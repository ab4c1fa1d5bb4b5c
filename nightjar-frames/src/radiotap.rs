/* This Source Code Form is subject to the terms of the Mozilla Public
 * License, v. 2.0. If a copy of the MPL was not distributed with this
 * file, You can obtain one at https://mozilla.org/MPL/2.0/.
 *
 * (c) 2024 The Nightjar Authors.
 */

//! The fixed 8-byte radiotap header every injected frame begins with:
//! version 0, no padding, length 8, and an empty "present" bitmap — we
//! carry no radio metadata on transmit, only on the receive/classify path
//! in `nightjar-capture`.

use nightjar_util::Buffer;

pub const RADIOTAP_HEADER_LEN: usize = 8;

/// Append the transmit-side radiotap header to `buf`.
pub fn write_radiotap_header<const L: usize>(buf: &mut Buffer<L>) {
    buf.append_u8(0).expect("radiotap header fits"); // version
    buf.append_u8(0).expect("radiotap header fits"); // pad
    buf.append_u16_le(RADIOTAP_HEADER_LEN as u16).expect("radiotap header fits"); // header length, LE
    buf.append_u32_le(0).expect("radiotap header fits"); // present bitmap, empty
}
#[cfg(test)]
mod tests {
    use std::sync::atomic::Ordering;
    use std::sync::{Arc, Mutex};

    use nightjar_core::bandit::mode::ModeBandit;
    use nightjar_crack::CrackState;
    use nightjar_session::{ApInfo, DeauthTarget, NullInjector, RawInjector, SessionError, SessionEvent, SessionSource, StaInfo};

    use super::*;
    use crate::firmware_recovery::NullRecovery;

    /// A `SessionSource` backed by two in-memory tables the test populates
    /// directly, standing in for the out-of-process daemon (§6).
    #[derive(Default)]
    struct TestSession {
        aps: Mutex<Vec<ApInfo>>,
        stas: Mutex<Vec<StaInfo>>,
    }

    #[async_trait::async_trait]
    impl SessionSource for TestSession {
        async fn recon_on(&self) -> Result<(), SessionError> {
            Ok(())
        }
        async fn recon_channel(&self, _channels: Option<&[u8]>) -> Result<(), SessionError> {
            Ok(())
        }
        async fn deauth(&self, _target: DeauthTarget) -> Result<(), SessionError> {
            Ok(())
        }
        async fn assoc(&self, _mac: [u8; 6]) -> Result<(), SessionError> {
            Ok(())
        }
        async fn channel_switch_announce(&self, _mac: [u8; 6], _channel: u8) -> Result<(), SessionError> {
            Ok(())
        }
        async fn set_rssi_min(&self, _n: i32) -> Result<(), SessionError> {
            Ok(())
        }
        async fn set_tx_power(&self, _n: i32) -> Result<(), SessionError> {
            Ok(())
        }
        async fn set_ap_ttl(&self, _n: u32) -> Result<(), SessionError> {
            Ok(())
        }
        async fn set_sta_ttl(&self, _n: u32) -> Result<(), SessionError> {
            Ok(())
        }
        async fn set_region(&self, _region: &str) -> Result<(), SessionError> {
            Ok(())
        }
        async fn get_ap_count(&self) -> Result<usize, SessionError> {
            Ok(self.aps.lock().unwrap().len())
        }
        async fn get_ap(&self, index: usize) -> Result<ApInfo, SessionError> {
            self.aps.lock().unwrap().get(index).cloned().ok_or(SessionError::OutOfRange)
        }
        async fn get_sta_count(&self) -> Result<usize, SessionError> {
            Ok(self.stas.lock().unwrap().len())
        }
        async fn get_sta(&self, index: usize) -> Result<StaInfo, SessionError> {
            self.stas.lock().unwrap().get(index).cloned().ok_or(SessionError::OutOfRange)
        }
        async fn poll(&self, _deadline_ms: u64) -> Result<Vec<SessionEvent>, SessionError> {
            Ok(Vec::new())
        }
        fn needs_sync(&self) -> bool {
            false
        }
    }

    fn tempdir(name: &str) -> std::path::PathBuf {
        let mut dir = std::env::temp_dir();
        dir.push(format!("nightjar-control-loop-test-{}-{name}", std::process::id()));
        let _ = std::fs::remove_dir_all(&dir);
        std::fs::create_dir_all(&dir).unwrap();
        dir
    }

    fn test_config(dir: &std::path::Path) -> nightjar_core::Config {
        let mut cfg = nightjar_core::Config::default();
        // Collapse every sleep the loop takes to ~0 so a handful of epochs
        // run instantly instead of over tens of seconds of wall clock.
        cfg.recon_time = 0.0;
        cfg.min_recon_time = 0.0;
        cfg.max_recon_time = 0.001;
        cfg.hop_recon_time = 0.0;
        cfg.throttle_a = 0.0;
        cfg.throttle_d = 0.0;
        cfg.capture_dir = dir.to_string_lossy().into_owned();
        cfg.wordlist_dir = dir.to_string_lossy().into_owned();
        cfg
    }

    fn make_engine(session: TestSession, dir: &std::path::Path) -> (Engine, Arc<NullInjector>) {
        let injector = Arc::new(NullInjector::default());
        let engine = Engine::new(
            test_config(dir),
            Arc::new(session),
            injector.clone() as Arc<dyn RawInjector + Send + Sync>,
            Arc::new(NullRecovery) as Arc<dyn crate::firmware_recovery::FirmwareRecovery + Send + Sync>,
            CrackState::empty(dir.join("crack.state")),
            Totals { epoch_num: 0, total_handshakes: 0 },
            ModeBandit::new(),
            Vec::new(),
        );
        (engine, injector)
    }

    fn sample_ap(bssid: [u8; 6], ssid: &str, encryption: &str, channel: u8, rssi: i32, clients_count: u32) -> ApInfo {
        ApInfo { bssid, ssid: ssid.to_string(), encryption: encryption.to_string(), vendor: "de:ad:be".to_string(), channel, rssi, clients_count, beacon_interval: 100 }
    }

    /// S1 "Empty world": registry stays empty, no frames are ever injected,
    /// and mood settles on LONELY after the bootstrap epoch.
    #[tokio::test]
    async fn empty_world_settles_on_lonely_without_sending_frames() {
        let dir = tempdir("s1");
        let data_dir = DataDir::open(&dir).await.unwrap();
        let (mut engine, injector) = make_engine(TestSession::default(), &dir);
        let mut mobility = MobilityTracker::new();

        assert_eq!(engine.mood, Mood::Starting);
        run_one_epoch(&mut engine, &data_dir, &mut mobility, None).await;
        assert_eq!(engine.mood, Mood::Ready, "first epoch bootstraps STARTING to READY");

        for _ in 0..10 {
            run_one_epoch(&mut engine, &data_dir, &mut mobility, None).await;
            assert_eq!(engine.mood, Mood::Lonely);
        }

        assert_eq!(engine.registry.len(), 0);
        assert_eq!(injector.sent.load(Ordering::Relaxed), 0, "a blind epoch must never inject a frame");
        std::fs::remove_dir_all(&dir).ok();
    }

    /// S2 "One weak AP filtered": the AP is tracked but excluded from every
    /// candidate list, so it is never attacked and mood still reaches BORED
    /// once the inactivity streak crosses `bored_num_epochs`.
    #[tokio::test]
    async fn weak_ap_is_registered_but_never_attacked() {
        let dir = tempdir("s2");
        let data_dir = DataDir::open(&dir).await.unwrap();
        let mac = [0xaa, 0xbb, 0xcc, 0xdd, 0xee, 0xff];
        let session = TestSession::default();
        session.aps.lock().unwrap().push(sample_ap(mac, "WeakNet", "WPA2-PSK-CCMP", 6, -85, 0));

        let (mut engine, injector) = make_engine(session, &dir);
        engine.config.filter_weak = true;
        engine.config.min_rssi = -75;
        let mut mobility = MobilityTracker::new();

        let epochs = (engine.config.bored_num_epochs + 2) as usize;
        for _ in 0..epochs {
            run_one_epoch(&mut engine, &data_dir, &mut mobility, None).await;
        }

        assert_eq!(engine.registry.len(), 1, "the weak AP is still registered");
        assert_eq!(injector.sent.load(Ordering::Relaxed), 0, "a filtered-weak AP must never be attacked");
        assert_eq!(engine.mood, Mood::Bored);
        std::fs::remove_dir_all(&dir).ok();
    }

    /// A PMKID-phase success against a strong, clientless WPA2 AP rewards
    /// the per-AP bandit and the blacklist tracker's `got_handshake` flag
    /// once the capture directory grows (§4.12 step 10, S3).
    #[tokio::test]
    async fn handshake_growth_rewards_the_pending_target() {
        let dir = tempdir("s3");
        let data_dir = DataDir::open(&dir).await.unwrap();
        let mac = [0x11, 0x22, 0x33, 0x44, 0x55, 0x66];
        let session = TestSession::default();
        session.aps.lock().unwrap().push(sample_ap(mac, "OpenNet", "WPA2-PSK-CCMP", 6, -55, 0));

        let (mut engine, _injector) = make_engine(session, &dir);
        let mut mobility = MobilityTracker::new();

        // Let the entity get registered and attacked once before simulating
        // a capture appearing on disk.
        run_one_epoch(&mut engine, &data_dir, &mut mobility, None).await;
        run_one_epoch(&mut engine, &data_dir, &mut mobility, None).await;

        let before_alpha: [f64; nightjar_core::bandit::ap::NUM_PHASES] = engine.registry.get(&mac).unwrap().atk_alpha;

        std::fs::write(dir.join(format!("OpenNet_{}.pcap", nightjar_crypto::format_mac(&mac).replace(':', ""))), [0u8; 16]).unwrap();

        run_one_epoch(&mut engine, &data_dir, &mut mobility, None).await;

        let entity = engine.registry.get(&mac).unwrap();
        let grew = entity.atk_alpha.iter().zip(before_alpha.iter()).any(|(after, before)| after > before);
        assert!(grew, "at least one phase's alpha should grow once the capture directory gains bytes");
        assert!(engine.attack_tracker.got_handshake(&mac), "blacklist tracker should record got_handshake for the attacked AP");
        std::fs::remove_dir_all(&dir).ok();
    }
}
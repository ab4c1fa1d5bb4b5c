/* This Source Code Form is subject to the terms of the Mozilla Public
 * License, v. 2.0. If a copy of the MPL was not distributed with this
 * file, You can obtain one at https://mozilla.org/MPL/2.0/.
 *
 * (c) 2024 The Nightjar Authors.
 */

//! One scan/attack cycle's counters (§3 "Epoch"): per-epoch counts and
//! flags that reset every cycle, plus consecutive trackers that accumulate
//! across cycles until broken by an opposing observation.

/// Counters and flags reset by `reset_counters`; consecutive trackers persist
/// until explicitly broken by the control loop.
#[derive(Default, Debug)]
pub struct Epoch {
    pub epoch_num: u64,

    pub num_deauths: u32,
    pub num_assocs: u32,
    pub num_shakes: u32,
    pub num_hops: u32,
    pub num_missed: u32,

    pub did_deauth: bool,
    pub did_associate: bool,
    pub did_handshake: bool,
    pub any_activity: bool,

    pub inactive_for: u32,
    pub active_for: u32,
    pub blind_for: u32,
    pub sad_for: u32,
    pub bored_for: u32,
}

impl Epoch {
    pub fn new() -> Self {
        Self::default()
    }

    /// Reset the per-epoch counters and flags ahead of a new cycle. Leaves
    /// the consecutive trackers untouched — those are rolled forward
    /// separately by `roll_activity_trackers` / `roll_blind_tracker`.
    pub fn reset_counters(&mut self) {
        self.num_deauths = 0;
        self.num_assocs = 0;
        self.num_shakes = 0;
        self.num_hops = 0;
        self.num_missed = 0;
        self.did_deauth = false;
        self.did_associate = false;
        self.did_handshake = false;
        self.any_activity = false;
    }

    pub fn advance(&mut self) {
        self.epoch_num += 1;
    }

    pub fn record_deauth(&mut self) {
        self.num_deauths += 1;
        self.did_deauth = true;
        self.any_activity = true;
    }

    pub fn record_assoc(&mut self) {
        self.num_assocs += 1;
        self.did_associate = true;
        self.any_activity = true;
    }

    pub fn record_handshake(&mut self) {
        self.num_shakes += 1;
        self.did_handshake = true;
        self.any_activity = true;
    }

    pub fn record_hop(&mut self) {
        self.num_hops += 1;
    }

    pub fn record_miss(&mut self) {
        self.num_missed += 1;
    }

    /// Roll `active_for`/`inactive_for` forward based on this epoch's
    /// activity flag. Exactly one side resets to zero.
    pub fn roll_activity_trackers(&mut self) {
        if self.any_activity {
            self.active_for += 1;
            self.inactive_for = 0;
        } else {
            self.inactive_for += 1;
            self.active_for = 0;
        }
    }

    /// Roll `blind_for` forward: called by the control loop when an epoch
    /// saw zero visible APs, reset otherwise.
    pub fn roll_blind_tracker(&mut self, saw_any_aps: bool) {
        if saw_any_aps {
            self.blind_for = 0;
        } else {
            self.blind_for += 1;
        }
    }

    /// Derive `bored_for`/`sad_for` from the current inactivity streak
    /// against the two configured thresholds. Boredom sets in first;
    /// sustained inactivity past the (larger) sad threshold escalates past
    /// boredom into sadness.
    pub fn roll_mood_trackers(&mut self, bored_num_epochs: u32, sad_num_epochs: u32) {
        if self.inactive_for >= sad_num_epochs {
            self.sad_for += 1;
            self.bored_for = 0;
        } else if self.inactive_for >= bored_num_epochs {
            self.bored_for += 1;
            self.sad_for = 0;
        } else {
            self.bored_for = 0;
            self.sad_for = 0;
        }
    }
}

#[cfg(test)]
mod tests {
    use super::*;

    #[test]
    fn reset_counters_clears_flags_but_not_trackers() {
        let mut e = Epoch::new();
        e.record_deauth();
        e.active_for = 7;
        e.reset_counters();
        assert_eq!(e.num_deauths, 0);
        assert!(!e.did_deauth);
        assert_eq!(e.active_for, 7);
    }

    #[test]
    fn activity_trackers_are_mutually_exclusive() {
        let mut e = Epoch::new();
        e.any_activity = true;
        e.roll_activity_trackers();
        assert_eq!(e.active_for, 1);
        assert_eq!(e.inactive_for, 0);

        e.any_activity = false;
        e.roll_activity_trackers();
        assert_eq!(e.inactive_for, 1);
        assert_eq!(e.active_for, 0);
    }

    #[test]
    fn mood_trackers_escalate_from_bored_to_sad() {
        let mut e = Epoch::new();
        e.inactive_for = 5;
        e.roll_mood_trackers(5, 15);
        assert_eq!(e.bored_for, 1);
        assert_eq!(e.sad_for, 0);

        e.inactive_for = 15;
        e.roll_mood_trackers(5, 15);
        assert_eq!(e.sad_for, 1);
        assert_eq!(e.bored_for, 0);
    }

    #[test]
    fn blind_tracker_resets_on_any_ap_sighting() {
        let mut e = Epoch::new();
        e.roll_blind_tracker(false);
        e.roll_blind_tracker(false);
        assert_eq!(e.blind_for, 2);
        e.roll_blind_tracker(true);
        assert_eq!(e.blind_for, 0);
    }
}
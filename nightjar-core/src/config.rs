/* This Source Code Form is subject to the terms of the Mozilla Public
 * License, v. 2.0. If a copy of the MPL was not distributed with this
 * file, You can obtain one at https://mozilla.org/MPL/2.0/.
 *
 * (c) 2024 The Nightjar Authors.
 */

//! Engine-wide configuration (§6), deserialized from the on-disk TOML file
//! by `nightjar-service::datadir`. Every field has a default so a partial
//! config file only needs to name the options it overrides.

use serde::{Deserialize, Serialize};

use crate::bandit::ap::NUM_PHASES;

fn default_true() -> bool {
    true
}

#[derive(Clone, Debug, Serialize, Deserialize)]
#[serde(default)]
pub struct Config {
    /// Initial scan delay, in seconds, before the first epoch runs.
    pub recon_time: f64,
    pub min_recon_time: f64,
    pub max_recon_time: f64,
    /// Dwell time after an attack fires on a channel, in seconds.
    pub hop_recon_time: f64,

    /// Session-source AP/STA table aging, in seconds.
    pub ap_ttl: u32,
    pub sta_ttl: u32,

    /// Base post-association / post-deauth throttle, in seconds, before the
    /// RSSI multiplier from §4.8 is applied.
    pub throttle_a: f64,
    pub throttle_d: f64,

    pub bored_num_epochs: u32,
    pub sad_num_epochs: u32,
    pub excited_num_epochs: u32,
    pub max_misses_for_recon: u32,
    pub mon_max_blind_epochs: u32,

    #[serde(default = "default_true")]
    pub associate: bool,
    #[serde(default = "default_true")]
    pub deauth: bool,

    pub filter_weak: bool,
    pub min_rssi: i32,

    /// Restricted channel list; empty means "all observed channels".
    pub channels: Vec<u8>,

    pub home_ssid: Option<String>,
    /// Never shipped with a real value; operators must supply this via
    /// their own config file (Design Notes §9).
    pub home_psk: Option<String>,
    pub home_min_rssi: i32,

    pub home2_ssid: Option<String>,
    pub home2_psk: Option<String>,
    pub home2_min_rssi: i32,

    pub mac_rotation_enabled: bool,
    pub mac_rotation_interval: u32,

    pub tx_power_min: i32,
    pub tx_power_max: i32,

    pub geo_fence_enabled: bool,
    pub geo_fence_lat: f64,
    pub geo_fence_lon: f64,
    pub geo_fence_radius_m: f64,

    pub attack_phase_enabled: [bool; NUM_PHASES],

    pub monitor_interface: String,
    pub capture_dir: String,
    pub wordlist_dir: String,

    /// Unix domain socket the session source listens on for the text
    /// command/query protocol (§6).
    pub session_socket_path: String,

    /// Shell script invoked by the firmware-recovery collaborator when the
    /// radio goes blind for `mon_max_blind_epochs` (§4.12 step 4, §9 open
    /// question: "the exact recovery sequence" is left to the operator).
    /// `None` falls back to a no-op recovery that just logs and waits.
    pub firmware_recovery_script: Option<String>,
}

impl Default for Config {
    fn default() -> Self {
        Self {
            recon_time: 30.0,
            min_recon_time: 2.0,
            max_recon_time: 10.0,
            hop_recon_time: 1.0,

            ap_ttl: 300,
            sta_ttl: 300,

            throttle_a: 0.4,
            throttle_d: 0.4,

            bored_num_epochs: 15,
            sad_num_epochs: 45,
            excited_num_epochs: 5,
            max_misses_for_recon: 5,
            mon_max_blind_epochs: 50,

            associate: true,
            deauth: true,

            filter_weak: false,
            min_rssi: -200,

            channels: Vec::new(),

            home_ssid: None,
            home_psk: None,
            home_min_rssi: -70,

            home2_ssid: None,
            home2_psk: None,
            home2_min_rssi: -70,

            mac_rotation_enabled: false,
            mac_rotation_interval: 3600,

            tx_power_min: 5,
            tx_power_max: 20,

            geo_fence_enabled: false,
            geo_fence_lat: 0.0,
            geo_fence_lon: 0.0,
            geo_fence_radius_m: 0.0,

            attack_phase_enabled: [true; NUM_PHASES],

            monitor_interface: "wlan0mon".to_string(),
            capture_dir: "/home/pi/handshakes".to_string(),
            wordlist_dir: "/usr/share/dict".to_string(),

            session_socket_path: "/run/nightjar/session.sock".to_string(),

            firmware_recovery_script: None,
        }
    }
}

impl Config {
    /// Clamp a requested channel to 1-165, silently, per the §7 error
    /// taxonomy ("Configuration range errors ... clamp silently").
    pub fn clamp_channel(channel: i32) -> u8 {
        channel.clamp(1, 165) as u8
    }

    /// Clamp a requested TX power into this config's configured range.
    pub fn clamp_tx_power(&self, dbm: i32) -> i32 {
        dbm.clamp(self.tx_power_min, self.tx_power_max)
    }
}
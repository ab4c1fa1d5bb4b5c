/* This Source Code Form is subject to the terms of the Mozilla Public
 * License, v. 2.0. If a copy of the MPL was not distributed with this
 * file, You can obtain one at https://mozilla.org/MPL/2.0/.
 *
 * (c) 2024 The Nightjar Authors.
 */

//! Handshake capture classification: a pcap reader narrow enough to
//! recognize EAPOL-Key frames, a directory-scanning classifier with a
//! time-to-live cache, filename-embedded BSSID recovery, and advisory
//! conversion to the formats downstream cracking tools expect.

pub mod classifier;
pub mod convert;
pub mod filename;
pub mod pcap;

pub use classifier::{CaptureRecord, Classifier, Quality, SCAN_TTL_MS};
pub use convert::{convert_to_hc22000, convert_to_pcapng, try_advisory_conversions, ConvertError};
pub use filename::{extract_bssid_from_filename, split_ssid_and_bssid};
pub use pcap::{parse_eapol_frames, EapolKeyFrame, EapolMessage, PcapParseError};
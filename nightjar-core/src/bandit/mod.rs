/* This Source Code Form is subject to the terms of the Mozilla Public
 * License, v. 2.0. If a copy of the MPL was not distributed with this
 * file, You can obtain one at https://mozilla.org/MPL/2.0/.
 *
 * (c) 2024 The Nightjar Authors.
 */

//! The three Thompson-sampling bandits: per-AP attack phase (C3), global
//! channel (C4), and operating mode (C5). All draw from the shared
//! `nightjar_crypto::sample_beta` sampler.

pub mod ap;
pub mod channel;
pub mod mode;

Exercise directions: Nothing but a number is expected here: the number of lines in the entries that include the word "crate".

Exercise output: 3